Caulfield, Mark and Munroe, Patricia and Pembroke, Janine and Samani, Nilesh and Dominiczak, Anna and Brown, Morris and Benjamin, Nigel and Webster, John and Ratcliffe, Peter and O'Shea, Suzanne and Papp, Jeanette and Taylor, Elizabeth and Dobson, Richard and Knight, Joanne and Newhouse, Stephen and Hooper, Joel and Lee, Wai and Brain, Nick and Clayton, David and Lathrop, G Mark and Farrall, Martin and Connell, John (2003) Genome-wide mapping of human loci for essential hypertension. The Lancet, 361 (9375). pp. 2118-2123. ISSN 0140-6736
Full text not available from this repository.Abstract
BACKGROUND: Blood pressure may contribute to 50% of the global cardiovascular disease epidemic. By understanding the genes predisposing to common disorders such as human essential hypertension we may gain insights into novel pathophysiological mechanisms and potential therapeutic targets.
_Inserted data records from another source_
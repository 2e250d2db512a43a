//! # Stay Completion Sweeper
//!
//! Moves CONFIRMED bookings to COMPLETED once their check-out date has
//! arrived, so finished stays stop holding dates and become reviewable
//! history without a host having to close them.

use std::sync::Arc;
use std::time::Duration;

use chrono::{NaiveDate, Utc};
use tokio::time::interval;
use tracing::{debug, error, info};

use crate::config::AppConfig;
use crate::db::MarketplaceStore;

use super::ServiceError;

/// Periodic background sweep.
///
/// ## Usage
///
/// ```rust,ignore
/// let sweeper = StayCompletionSweeper::new(store, config);
/// tokio::spawn(async move {
///     sweeper.start_sweep_loop().await;
/// });
/// ```
#[derive(Clone)]
pub struct StayCompletionSweeper {
    store: Arc<dyn MarketplaceStore>,
    config: AppConfig,
}

impl StayCompletionSweeper {
    pub fn new(store: Arc<dyn MarketplaceStore>, config: AppConfig) -> Self {
        Self { store, config }
    }

    /// Run forever. Failures are logged and the next tick tries again.
    pub async fn start_sweep_loop(&self) {
        info!(
            "Starting stay completion sweeper (interval: {}s)",
            self.config.completion_sweep_interval
        );

        let mut ticker = interval(Duration::from_secs(self.config.completion_sweep_interval.max(1)));

        loop {
            ticker.tick().await;

            if let Err(e) = self.sweep(Utc::now().date_naive()).await {
                error!("Stay completion sweep failed: {}", e);
            }
        }
    }

    /// One pass. Returns how many bookings were completed.
    pub async fn sweep(&self, today: NaiveDate) -> Result<usize, ServiceError> {
        let completed = self.store.complete_finished_stays(today).await?;
        if completed.is_empty() {
            debug!("No finished stays to complete");
        } else {
            info!("🏁 Completed {} finished stays", completed.len());
        }
        Ok(completed.len())
    }
}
In the Medical Research Council BRItish Genetics of HyperTension (BRIGHT) study, we aim to identify these genetic factors by scanning the human genome for susceptibility genes for essential hypertension. We describe the results of a genome scan for hypertension in a large white European population. METHODS: We phenotyped 2010 affected sibling pairs drawn from 1599 severely hypertensive families, and completed a 10 centimorgan genome-wide scan. After rigorous quality control, we analysed the genotypic data by non-parametric linkage, which tests whether genes are shared in excess among the affected sibling pairs. Lod scores, calculated at regular points along each chromosome, were used to assess the support for linkage. FINDINGS: Linkage analysis identified a principle locus on chromosome 6q, with a lod score of 3.21 that attained genome-wide significance (p=0.042). The inclusion of three further loci with lod scores higher than 1.57 (2q, 5q, and 9q) also show genome-wide significance (p=0.017) when assessed under a locus-counting analysis. INTERPRETATION: These findings imply that human essential hypertension has an oligogenic element (a few genes may be involved in determination of the trait) possibly superimposed on more minor genetic effects, and that several genes may be tractable to a positional cloning strategy.